**Task prompt:** The expected answer is every line from the material below that has the word "QuantumRegister".

**Exercise data:**
use itertools::Itertools;
use serde::{Deserialize, Serialize};

use crate::{CircuitError, Gate, GateReport, QuantumRegister};

/// A reversible quantum circuit.
///
/// Contains the named registers that partition the circuit's qubits and the ordered list of gates
/// to apply. Registers are laid out contiguously in the order they are added, so the first
/// register owns qubit 0. Every gate is validated against the qubits that exist when it is pushed,
/// and a deserialized circuit is rebuilt through the same checks.
#[derive(Debug, Clone, Default, PartialEq, Eq, Serialize, Deserialize)]
#[serde(try_from = "CircuitData")]
pub struct Circuit {
    /// The name of the circuit.
    pub name: String,
    registers: Vec<QuantumRegister>,
    gates: Vec<Gate>,
    num_qubits: usize,
}

/// The serialized form of a [`Circuit`], before validation.
#[derive(Deserialize)]
struct CircuitData {
    name: String,
    registers: Vec<QuantumRegister>,
    gates: Vec<Gate>,
}

impl TryFrom<CircuitData> for Circuit {
    type Error = CircuitError;

    fn try_from(data: CircuitData) -> Result<Self, Self::Error> {
        let mut circuit = Circuit::new(data.name);
        for register in &data.registers {
            let added = circuit.add_register(register.name(), register.len())?;
            if added.start() != register.start() {
                return Err(CircuitError::MisplacedRegister {
                    name: added.name().to_string(),
                    start: register.start(),
                    expected: added.start(),
                });
            }
        }
        for gate in data.gates {
            circuit.push(gate)?;
        }
        Ok(circuit)
    }
}

impl Circuit {
    /// Create a new, empty [Circuit].
    #[must_use]
    pub fn new(name: impl Into<String>) -> Self {
        Self { name: name.into(), ..Default::default() }
    }

    /// Append a register of `size` qubits above the existing ones.
    pub fn add_register(
        &mut self,
        name: &str,
        size: usize,
    ) -> Result<QuantumRegister, CircuitError> {
        if size == 0 {
            return Err(CircuitError::EmptyRegister(name.to_string()));
        }
        if self.register(name).is_some() {
            return Err(CircuitError::DuplicateRegister(name.to_string()));
        }
        let register = QuantumRegister::new(name.to_string(), self.num_qubits, size);
        self.num_qubits += size;
        self.registers.push(register.clone());
        Ok(register)
    }

    /// The registers, in qubit order.
    #[must_use]
    pub fn registers(&self) -> &[QuantumRegister] {
        &self.registers
    }

    /// Look up a register by name.
    #[must_use]
    pub fn register(&self, name: &str) -> Option<&QuantumRegister> {
        self.registers.iter().find(|r| r.name() == name)
    }

    /// The total number of qubits.
    #[must_use]
    pub fn num_qubits(&self) -> usize {
        self.num_qubits
    }

    /// The gates, in application order.
    #[must_use]
    pub fn gates(&self) -> &[Gate] {
        &self.gates
    }

    /// The number of gates.
    #[must_use]
    pub fn len(&self) -> usize {
        self.gates.len()
    }

    /// Whether the circuit has no gates.
    #[must_use]
    pub fn is_empty(&self) -> bool {
        self.gates.is_empty()
    }

    fn validate(&self, gate: &Gate) -> Result<(), CircuitError> {
        let qubits = gate.qubits();
        if let Some(&index) = qubits.iter().find(|&&q| q >= self.num_qubits) {
            return Err(CircuitError::QubitOutOfRange { index, num_qubits: self.num_qubits });
        }
        if let Some(qubit) = qubits.into_iter().duplicates().next() {
            return Err(CircuitError::DuplicateQubit { kind: gate.kind(), qubit });
        }
        Ok(())
    }

    /// Append a gate.
    pub fn push(&mut self, gate: Gate) -> Result<(), CircuitError> {
        self.validate(&gate)?;
        self.gates.push(gate);
        Ok(())
    }

    /// Append a Pauli X.
    pub fn x(&mut self, qubit: usize) -> Result<(), CircuitError> {
        self.push(Gate::X(qubit))
    }

    /// Append a Hadamard.
    pub fn h(&mut self, qubit: usize) -> Result<(), CircuitError> {
        self.push(Gate::H(qubit))
    }

    /// Append a controlled X.
    pub fn cx(&mut self, control: usize, target: usize) -> Result<(), CircuitError> {
        self.push(Gate::CX { control, target })
    }

    /// Append a Toffoli.
    pub fn ccx(
        &mut self,
        control0: usize,
        control1: usize,
        target: usize,
    ) -> Result<(), CircuitError> {
        self.push(Gate::CCX { controls: [control0, control1], target })
    }

    /// Compose `other` onto this circuit, sending qubit `q` of `other` to `qubits[q]`.
    ///
    /// Nothing is appended if any mapped gate is invalid.
    pub fn append(&mut self, other: &Circuit, qubits: &[usize]) -> Result<(), CircuitError> {
        self.check_qubit_map(other, qubits)?;
        let gates = other
            .gates
            .iter()
            .map(|gate| {
                let gate = gate.map_qubits(|q| qubits[q]);
                self.validate(&gate).map(|()| gate)
            })
            .collect::<Result<Vec<_>, _>>()?;
        self.gates.extend(gates);
        Ok(())
    }

    /// Like [`Circuit::append`], with `control` added as an extra control to every gate.
    ///
    /// Only circuits built from the controlled-X family can be controlled.
    pub fn append_controlled(
        &mut self,
        other: &Circuit,
        qubits: &[usize],
        control: usize,
    ) -> Result<(), CircuitError> {
        self.check_qubit_map(other, qubits)?;
        if qubits.contains(&control) {
            return Err(CircuitError::ControlInOperands(control));
        }
        let gates = other
            .gates
            .iter()
            .map(|gate| {
                let gate = gate
                    .map_qubits(|q| qubits[q])
                    .controlled(control)
                    .ok_or(CircuitError::Uncontrollable(gate.kind()))?;
                self.validate(&gate).map(|()| gate)
            })
            .collect::<Result<Vec<_>, _>>()?;
        self.gates.extend(gates);
        Ok(())
    }

    fn check_qubit_map(&self, other: &Circuit, qubits: &[usize]) -> Result<(), CircuitError> {
        if qubits.len() != other.num_qubits {
            return Err(CircuitError::QubitMapMismatch {
                expected: other.num_qubits,
                found: qubits.len(),
            });
        }
        Ok(())
    }

    /// The adjoint circuit: the gates reversed and each replaced by its inverse.
    #[must_use]
    pub fn inverse(&self) -> Circuit {
        Circuit {
            name: format!("{}_dg", self.name),
            registers: self.registers.clone(),
            gates: self.gates.iter().rev().map(Gate::inverse).collect(),
            num_qubits: self.num_qubits,
        }
    }

    /// Count the gates by kind.
    #[must_use]
    pub fn report(&self) -> GateReport {
        let mut report = GateReport::default();
        for gate in &self.gates {
            report.gate_counts[gate.kind()] += 1;
        }
        report
    }
}
//! Gates for reversible quantum circuits.

use std::fmt::Display;

use enum_map::Enum;
use serde::{Deserialize, Serialize};

/// The kind of a [`Gate`], independent of the qubits it acts on.
///
/// Kinds are what the [`GateReport`](crate::GateReport) counts. The controlled-X family (`X`, `CX`,
/// `CCX`, `MCX`) is the part of the gate set that classical reversible arithmetic is built from;
/// the single-qubit phase and Hadamard gates exist so that non-classical operators can be
/// expressed and simulated as well.
#[allow(clippy::upper_case_acronyms)]
#[derive(
    Debug, Clone, Copy, PartialEq, Eq, Hash, Serialize, Deserialize, PartialOrd, Ord, Enum,
)]
pub enum GateKind {
    /// |x⟩ → |x ⊕ 1⟩
    X,
    /// Hadamard.
    H,
    /// |1⟩ → -|1⟩
    Z,
    /// |1⟩ → i|1⟩
    S,
    /// |1⟩ → -i|1⟩
    Sdg,
    /// |1⟩ → e^{iπ/4}|1⟩
    T,
    /// |1⟩ → e^{-iπ/4}|1⟩
    Tdg,
    /// |c, t⟩ → |c, t ⊕ c⟩
    CX,
    /// |c0, c1, t⟩ → |c0, c1, t ⊕ c0·c1⟩ (Toffoli)
    CCX,
    /// X on the target when every control is set.
    MCX,
    /// |a, b⟩ → |b, a⟩
    SWAP,
}

impl GateKind {
    /// Get the mnemonic for the gate kind.
    #[must_use]
    pub const fn mnemonic(&self) -> &'static str {
        match self {
            GateKind::X => "x",
            GateKind::H => "h",
            GateKind::Z => "z",
            GateKind::S => "s",
            GateKind::Sdg => "sdg",
            GateKind::T => "t",
            GateKind::Tdg => "tdg",
            GateKind::CX => "cx",
            GateKind::CCX => "ccx",
            GateKind::MCX => "mcx",
            GateKind::SWAP => "swap",
        }
    }

    /// Whether gates of this kind permute computational basis states.
    #[must_use]
    pub const fn is_classical(&self) -> bool {
        matches!(self, GateKind::X | GateKind::CX | GateKind::CCX | GateKind::MCX | GateKind::SWAP)
    }
}

impl Display for GateKind {
    fn fmt(&self, f: &mut std::fmt::Formatter<'_>) -> std::fmt::Result {
        write!(f, "{}", self.mnemonic())
    }
}

/// A gate applied to specific qubits of a circuit.
#[allow(clippy::upper_case_acronyms)]
#[derive(Debug, Clone, PartialEq, Eq, Hash, Serialize, Deserialize)]
pub enum Gate {
    /// Pauli X on a qubit.
    X(usize),
    /// Hadamard on a qubit.
    H(usize),
    /// Pauli Z on a qubit.
    Z(usize),
    /// Phase gate on a qubit.
    S(usize),
    /// Adjoint phase gate on a qubit.
    Sdg(usize),
    /// π/8 gate on a qubit.
    T(usize),
    /// Adjoint π/8 gate on a qubit.
    Tdg(usize),
    /// Controlled X.
    CX {
        /// The control qubit.
        control: usize,
        /// The target qubit.
        target: usize,
    },
    /// Doubly controlled X.
    CCX {
        /// The control qubits.
        controls: [usize; 2],
        /// The target qubit.
        target: usize,
    },
    /// Multi-controlled X.
    MCX {
        /// The control qubits.
        controls: Vec<usize>,
        /// The target qubit.
        target: usize,
    },
    /// Exchange of two qubits.
    SWAP(usize, usize),
}

impl Gate {
    /// The kind of this gate.
    #[must_use]
    pub fn kind(&self) -> GateKind {
        match self {
            Gate::X(_) => GateKind::X,
            Gate::H(_) => GateKind::H,
            Gate::Z(_) => GateKind::Z,
            Gate::S(_) => GateKind::S,
            Gate::Sdg(_) => GateKind::Sdg,
            Gate::T(_) => GateKind::T,
            Gate::Tdg(_) => GateKind::Tdg,
            Gate::CX { .. } => GateKind::CX,
            Gate::CCX { .. } => GateKind::CCX,
            Gate::MCX { .. } => GateKind::MCX,
            Gate::SWAP(..) => GateKind::SWAP,
        }
    }

    /// Every qubit the gate touches, controls first.
    #[must_use]
    pub fn qubits(&self) -> Vec<usize> {
        match self {
            Gate::X(q) | Gate::H(q) | Gate::Z(q) | Gate::S(q) | Gate::Sdg(q) | Gate::T(q)
            | Gate::Tdg(q) => vec![*q],
            Gate::CX { control, target } => vec![*control, *target],
            Gate::CCX { controls, target } => vec![controls[0], controls[1], *target],
            Gate::MCX { controls, target } => {
                controls.iter().copied().chain(std::iter::once(*target)).collect()
            }
            Gate::SWAP(a, b) => vec![*a, *b],
        }
    }

    /// The adjoint of the gate.
    #[must_use]
    pub fn inverse(&self) -> Gate {
        match self {
            Gate::S(q) => Gate::Sdg(*q),
            Gate::Sdg(q) => Gate::S(*q),
            Gate::T(q) => Gate::Tdg(*q),
            Gate::Tdg(q) => Gate::T(*q),
            other => other.clone(),
        }
    }

    /// The gate with one more control qubit, if the gate belongs to the controlled-X family.
    #[must_use]
    pub fn controlled(&self, control: usize) -> Option<Gate> {
        match self {
            Gate::X(target) => Some(Gate::CX { control, target: *target }),
            Gate::CX { control: c, target } => {
                Some(Gate::CCX { controls: [*c, control], target: *target })
            }
            Gate::CCX { controls, target } => Some(Gate::MCX {
                controls: vec![controls[0], controls[1], control],
                target: *target,
            }),
            Gate::MCX { controls, target } => {
                let mut controls = controls.clone();
                controls.push(control);
                Some(Gate::MCX { controls, target: *target })
            }
            _ => None,
        }
    }

    /// The same gate acting on `map(q)` for every qubit `q`.
    #[must_use]
    pub fn map_qubits(&self, map: impl Fn(usize) -> usize) -> Gate {
        match self {
            Gate::X(q) => Gate::X(map(*q)),
            Gate::H(q) => Gate::H(map(*q)),
            Gate::Z(q) => Gate::Z(map(*q)),
            Gate::S(q) => Gate::S(map(*q)),
            Gate::Sdg(q) => Gate::Sdg(map(*q)),
            Gate::T(q) => Gate::T(map(*q)),
            Gate::Tdg(q) => Gate::Tdg(map(*q)),
            Gate::CX { control, target } => {
                Gate::CX { control: map(*control), target: map(*target) }
            }
            Gate::CCX { controls, target } => {
                Gate::CCX { controls: [map(controls[0]), map(controls[1])], target: map(*target) }
            }
            Gate::MCX { controls, target } => Gate::MCX {
                controls: controls.iter().map(|&c| map(c)).collect(),
                target: map(*target),
            },
            Gate::SWAP(a, b) => Gate::SWAP(map(*a), map(*b)),
        }
    }
}

impl Display for Gate {
    fn fmt(&self, f: &mut std::fmt::Formatter<'_>) -> std::fmt::Result {
        let qubits = self.qubits().iter().map(|q| format!("q{q}")).collect::<Vec<_>>().join(", ");
        write!(f, "{} {}", self.kind(), qubits)
    }
}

**Task response:**
use crate::{CircuitError, Gate, GateReport, QuantumRegister};
    registers: Vec<QuantumRegister>,
    registers: Vec<QuantumRegister>,
    ) -> Result<QuantumRegister, CircuitError> {
        let register = QuantumRegister::new(name.to_string(), self.num_qubits, size);
    pub fn registers(&self) -> &[QuantumRegister] {
    pub fn register(&self, name: &str) -> Option<&QuantumRegister> {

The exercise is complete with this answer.